Cosmo is obviously a dreamy store, and their guitar tech’s are outstanding. But I will never buy anything but strings and parts from them after they burned me at a time when $900 was astronomical to me.

As for Covid shipping.
I ordered a bunch of amp parts from Amplified Parts in Tempe Arizona through Fed ex. They were on my door step within 18 hours. Shipped a set of transformers from Barrie to Mouser in Mansfield Texas through UPS. Arrived in 48 hours.

I shipped an entire drum set to Halifax from Barrie through Fed Ex.. arrived in 48 hours..

sent a speaker to Montreal through UPS.. 22 hours.

ordered a set of tubes from the tube store 2 years ago through Canada post... 9 days later they made it from Hamilton to Barrie.

ordered a pedal from Welland Ontario through Canada Post 17 days to Barrie..

Covid or not, Canada Post is the absolutely last resort if you intend on receiving or sending something with any expectation of expediency.

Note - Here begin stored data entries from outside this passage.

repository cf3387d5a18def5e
use axum::{routing::get, Json, Router};
use serde::Serialize;
use std::sync::Arc;

use crate::ApiState;

#[derive(Serialize)]
struct HealthResponse {
    status: String,
}

#[derive(Serialize)]
struct VersionResponse {
    version: String,
}

async fn health_check() -> Json<HealthResponse> {
    Json(HealthResponse {
        status: "ok".to_string(),
    })
}

async fn version() -> Json<VersionResponse> {
    Json(VersionResponse {
        version: env!("CARGO_PKG_VERSION").to_string(),
    })
}

pub fn routes() -> Router<Arc<ApiState>> {
    Router::new()
        .route("/health", get(health_check))
        .route("/version", get(version))
}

if you are buying something on reverb, message the seller first and then maybe even call them on the phone and get a feel for how much they appreciate your business. And if you are looking for it to arrive before you die, ask that they ship through UPS or Fed Ex. Those business don’t believe in Covid.


----------



## Powdered Toast Man (Apr 6, 2006)

Always12AM said:


> The first thing I bought from Cosmo was a $900 microphone. I took it home, it sounded like shit. I went back 4 days later and they denied my return or exchange request.
> 
> I have since spent about 25k at L&M
> 
> ...


A month ago I bought a set of speakers on Reverb for $300. FedEx delivered them about a week later. About another week after delivery I received a bill in the mail from FedEx for another $82 most of which is their brokerage and clearance fees. 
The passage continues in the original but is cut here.